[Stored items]
##########

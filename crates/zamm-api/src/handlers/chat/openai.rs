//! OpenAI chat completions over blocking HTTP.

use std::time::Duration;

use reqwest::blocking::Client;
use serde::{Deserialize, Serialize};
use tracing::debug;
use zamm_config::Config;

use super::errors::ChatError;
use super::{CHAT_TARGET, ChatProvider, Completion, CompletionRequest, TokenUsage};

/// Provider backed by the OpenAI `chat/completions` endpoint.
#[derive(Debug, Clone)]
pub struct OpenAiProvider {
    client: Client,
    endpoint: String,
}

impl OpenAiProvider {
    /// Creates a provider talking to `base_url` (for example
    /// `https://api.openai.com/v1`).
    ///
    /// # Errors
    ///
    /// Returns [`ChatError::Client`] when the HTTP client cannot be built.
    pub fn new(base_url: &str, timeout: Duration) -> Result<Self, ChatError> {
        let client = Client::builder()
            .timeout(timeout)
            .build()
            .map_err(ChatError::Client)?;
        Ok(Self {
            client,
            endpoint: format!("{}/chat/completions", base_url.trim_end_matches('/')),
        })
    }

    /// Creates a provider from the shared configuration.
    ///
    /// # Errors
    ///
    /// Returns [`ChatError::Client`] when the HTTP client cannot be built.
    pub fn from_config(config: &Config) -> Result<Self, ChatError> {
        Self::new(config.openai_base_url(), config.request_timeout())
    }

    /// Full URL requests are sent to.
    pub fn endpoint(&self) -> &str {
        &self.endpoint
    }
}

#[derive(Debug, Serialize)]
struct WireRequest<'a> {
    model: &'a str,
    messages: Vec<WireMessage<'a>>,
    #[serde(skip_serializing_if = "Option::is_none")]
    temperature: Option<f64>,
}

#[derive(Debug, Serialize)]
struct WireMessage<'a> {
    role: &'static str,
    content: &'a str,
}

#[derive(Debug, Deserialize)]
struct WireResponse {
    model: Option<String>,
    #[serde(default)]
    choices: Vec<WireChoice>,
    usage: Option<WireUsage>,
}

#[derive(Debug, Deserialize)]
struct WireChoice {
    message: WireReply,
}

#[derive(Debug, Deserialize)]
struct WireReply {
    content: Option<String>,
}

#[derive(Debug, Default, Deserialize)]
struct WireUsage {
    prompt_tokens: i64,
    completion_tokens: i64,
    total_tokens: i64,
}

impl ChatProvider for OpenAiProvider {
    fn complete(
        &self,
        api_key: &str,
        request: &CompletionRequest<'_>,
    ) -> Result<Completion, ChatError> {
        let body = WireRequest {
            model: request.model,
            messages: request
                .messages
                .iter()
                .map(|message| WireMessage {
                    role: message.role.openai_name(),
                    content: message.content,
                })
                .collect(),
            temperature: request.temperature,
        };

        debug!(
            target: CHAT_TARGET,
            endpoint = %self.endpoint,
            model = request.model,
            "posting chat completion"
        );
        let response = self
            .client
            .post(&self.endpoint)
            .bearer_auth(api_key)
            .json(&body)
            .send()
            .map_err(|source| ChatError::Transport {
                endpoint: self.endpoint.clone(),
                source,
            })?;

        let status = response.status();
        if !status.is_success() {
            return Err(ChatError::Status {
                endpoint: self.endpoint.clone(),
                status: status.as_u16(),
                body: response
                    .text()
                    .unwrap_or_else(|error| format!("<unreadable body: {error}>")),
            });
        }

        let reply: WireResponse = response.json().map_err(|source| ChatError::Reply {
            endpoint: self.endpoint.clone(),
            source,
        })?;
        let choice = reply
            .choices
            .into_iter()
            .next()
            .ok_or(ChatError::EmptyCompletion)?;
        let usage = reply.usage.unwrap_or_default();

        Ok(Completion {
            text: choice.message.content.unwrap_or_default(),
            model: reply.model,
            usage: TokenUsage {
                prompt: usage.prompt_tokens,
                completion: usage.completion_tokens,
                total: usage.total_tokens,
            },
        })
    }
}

##########

TASK TO COMPLETE >> Your response should be the lines above from the first to the one containing "use super::errors::ChatError;", inclusive, each given exactly.

ANSWER SECTION >>
filename crates/zamm-api/src/handlers/chat/openai.rs
//! OpenAI chat completions over blocking HTTP.

use std::time::Duration;

use reqwest::blocking::Client;
use serde::{Deserialize, Serialize};
use tracing::debug;
use zamm_config::Config;

use super::errors::ChatError;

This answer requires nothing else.